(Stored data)
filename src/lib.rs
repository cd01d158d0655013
pub mod error;
pub mod simulation;
pub mod sampling;
pub mod render;
pub mod configuration;
#[cfg(feature = "viewer")]
pub mod visualization;
pub mod benchmark;

pub use error::{Result, WarpError};

pub use simulation::states::{Color, Coordinate, NVec, NVec2, Particle, Particle2};
pub use simulation::params::WarpParameters;
pub use simulation::integrator::{euler_position_step, integrate};
pub use simulation::warp::{warp, WarpDriver};
pub use simulation::scenario::WarpScenario;

pub use sampling::addressing::to_input_coords;
pub use sampling::sampler::{sample, sample_clamped, Interpolation};
pub use sampling::surface::{create_raster, Surface, SurfaceMut};

pub use render::pacer::{adjust, PacerSettings};
pub use render::host::{load_image, save_image, HeadlessHost, Host, Status};
pub use render::session::{CycleReport, Outcome, RenderSession};

pub use configuration::config::{ImageConfig, PacerConfig, ScenarioConfig, TargetConfig, ViewerConfig, WarpConfig};

#[cfg(feature = "viewer")]
pub use visualization::viewer::run_viewer;

pub use benchmark::benchmark::{bench_pacer, bench_warp};
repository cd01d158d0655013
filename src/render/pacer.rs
//! Adaptive pacing of the per-cycle pixel budget
//!
//! Proportional controller: the batch is scaled by `target / measured`,
//! limited to a growth or shrink of `1 + max_change` per cycle.
//! The batch size itself lives in the caller.

use std::time::Duration;

/// Cycle duration the render loop aims for
pub const CYCLE_PERIOD_TARGET: Duration = Duration::from_millis(100);

/// Pixels per cycle before the first measurement
pub const INITIAL_BATCH: u64 = 10;

/// 0.5 allows 50% growth or shrinkage per cycle
pub const MAX_CHANGE_PER_CYCLE: f64 = 0.5;

/// Next batch size given how long the last batch took
pub fn adjust(batch_size: u64, measured: Duration, target: Duration, max_ratio: f64) -> u64 {
    let change_max = 1.0 + max_ratio.max(0.0);
    let change_min = 1.0 / change_max;

    let measured_s = measured.as_secs_f64();
    let factor = if measured_s == 0.0 {
        // Too fast to measure: grow as much as allowed
        change_max
    } else {
        (target.as_secs_f64() / measured_s).clamp(change_min, change_max)
    };

    let next = (batch_size as f64 * factor).round() as u64;
    next.max(1)
}

#[derive(Debug, Clone, Copy, PartialEq)]
pub struct PacerSettings {
    pub target: Duration, // desired cycle duration
    pub max_change: f64, // max relative change per cycle
    pub initial_batch: u64, // first batch size
}

impl Default for PacerSettings {
    fn default() -> Self {
        Self {
            target: CYCLE_PERIOD_TARGET,
            max_change: MAX_CHANGE_PER_CYCLE,
            initial_batch: INITIAL_BATCH,
        }
    }
}

impl PacerSettings {
    pub fn adjust(&self, batch_size: u64, measured: Duration) -> u64 {
        adjust(batch_size, measured, self.target, self.max_change)
    }
}
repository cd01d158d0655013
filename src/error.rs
//! Error type shared by the warp pipeline, its configuration and the host layer

use thiserror::Error;

#[derive(Debug, Error)]
pub enum WarpError {
    /// Sampling mode name that is neither `nearest` nor `bilinear`
    #[error("unsupported interpolation mode: {0:?}")]
    UnsupportedInterpolation(String),

    /// Bilinear sampling reached past the last row/column of the source
    #[error("sample at ({x}, {y}) is outside the {width}x{height} source image")]
    SampleOutOfBounds {
        x: f64,
        y: f64,
        width: u32,
        height: u32,
    },

    #[error("invalid configuration: {0}")]
    InvalidConfig(String),

    #[error(transparent)]
    Image(#[from] image::ImageError),

    #[error(transparent)]
    Io(#[from] std::io::Error),

    #[error(transparent)]
    Yaml(#[from] serde_yaml::Error),
}

pub type Result<T> = std::result::Result<T, WarpError>;
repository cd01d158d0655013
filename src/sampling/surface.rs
//! Pixel access over `image` buffers
//!
//! The warp reads the source through [`Surface`] and writes the destination
//! raster through [`SurfaceMut`]; both are implemented for `RgbaImage`.

use image::{Rgba, RgbaImage};

use crate::simulation::states::Color;

pub trait Surface {
    fn size(&self) -> (u32, u32);
    fn pixel_at(&self, x: u32, y: u32) -> Color;
}

pub trait SurfaceMut: Surface {
    fn set_pixel(&mut self, x: u32, y: u32, color: Color);
}

impl Surface for RgbaImage {
    fn size(&self) -> (u32, u32) {
        self.dimensions()
    }

    #[inline]
    fn pixel_at(&self, x: u32, y: u32) -> Color {
        Color::from_channels(self.get_pixel(x, y).0)
    }
}

impl SurfaceMut for RgbaImage {
    #[inline]
    fn set_pixel(&mut self, x: u32, y: u32, color: Color) {
        self.put_pixel(x, y, Rgba(color.channels()));
    }
}

/// Zeroed destination raster of the given size
pub fn create_raster(width: u32, height: u32) -> RgbaImage {
    RgbaImage::new(width, height)
}
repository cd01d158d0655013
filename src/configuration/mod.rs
pub mod config;
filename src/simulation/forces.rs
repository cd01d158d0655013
//! Force model for the warp particles
//!
//! Pairwise attraction weighted by the mass product and falling off
//! linearly with distance: `f += m_self * m_other * d / |d|`.
//! This is not Newtonian gravity; the exponent shapes the warp and is kept as is.

use crate::simulation::states::{NVec, Particle};

impl<const D: usize> Particle<D> {
    /// Rebuild the force accumulator from every particle in `others`
    pub fn compute_force(&mut self, others: &[Particle<D>]) {
        self.f = NVec::<D>::zeros();

        for other in others {
            // d points from `other` to `self`
            let d = self.x - other.x;

            // |d|^2 and |d|
            let r2 = d.dot(&d);
            let mut r = r2.sqrt();

            // Coincident particles: d is the zero vector, any finite r gives zero force
            if r == 0.0 {
                r = 1.0;
            }

            // f += m_i * m_j * d / |d|
            // With m_self < 0 and m_other > 0 this points from self toward other
            self.f += (self.m * other.m / r) * d;
        }
    }

    /// Explicit position step: x += f * dt
    /// Velocity is intentionally left out of the update
    pub fn step(&mut self, dt: f64) {
        self.x += dt * self.f;
    }
}
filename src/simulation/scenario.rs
//! Build a fully-initialized warp scenario from configuration
//!
//! Takes a `ScenarioConfig` (YAML-facing) and produces the runtime bundle:
//! - file locations and raster sizes
//! - numerical parameters (`WarpParameters`)
//! - the target particle set, fixed for the whole pass
//! - pacing settings (`PacerSettings`) and the status interval

use std::path::PathBuf;
use std::time::Duration;

use crate::configuration::config::{ScenarioConfig, TargetConfig};
use crate::error::{Result, WarpError};
use crate::render::pacer::PacerSettings;
use crate::sampling::sampler::Interpolation;
use crate::simulation::params::WarpParameters;
use crate::simulation::states::{Color, NVec2, Particle2};

#[derive(Debug, Clone)]
pub struct WarpScenario {
    pub input: PathBuf,
    pub output: PathBuf,
    pub render_size: (u32, u32),
    pub window_size: (u32, u32),
    pub parameters: WarpParameters,
    pub targets: Vec<Particle2>,
    pub pacer: PacerSettings,
    pub status_interval: Duration,
}

impl WarpScenario {
    pub fn build_scenario(cfg: ScenarioConfig) -> Result<Self> {
        let [w, h] = cfg.image.render_size;
        if w == 0 || h == 0 {
            return Err(invalid(format!("render_size must be non-zero, got {w}x{h}")));
        }

        // Parameters (runtime) from WarpConfig
        let w_cfg = cfg.warp;
        if w_cfg.iterations == 0 {
            return Err(invalid("warp.iterations must be at least 1".into()));
        }
        if !w_cfg.dt.is_finite() || !w_cfg.projectile_mass.is_finite() {
            return Err(invalid("warp.dt and warp.projectile_mass must be finite".into()));
        }
        let parameters = WarpParameters {
            dt: w_cfg.dt,
            iterations: w_cfg.iterations,
            projectile_mass: w_cfg.projectile_mass,
            interpolation: cfg.image.interpolation.parse::<Interpolation>()?,
        };

        // Pacing (runtime) from PacerConfig
        let p_cfg = cfg.pacer;
        if !(p_cfg.cycle_target > 0.0 && p_cfg.cycle_target.is_finite()) {
            return Err(invalid(format!("pacer.cycle_target must be positive, got {}", p_cfg.cycle_target)));
        }
        if !(p_cfg.max_change > 0.0 && p_cfg.max_change.is_finite()) {
            return Err(invalid(format!("pacer.max_change must be positive, got {}", p_cfg.max_change)));
        }
        if !(p_cfg.status_interval >= 0.0 && p_cfg.status_interval.is_finite()) {
            return Err(invalid(format!("pacer.status_interval must be non-negative, got {}", p_cfg.status_interval)));
        }
        let pacer = PacerSettings {
            target: Duration::from_secs_f64(p_cfg.cycle_target),
            max_change: p_cfg.max_change,
            initial_batch: p_cfg.initial_batch.max(1),
        };

        // Targets: map `TargetConfig` -> runtime `Particle2`
        let targets = cfg
            .targets
            .iter()
            .enumerate()
            .map(|(i, tc)| build_target(i, tc))
            .collect::<Result<Vec<_>>>()?;

        let [ww, wh] = cfg.viewer.window_size;

        Ok(Self {
            input: cfg.image.input,
            output: cfg.image.output,
            render_size: (w, h),
            window_size: (ww.max(1), wh.max(1)),
            parameters,
            targets,
            pacer,
            status_interval: Duration::from_secs_f64(p_cfg.status_interval),
        })
    }
}

fn build_target(i: usize, tc: &TargetConfig) -> Result<Particle2> {
    if tc.x.len() != 2 {
        return Err(invalid(format!("targets[{i}].x must have 2 components, got {}", tc.x.len())));
    }
    if !tc.m.is_finite() || tc.x.iter().any(|v| !v.is_finite()) {
        return Err(invalid(format!("targets[{i}] must have a finite position and mass")));
    }
    let mut p = Particle2::new(NVec2::new(tc.x[0], tc.x[1]), tc.m);
    if let Some([r, g, b]) = tc.color {
        p = p.with_color(Color::rgb(r, g, b));
    }
    Ok(p)
}

fn invalid(msg: String) -> WarpError {
    WarpError::InvalidConfig(msg)
}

▶ [Work required] In the entries above, how many lines contain the string "source"? Say only the number.

▶ [Answer to this task] 3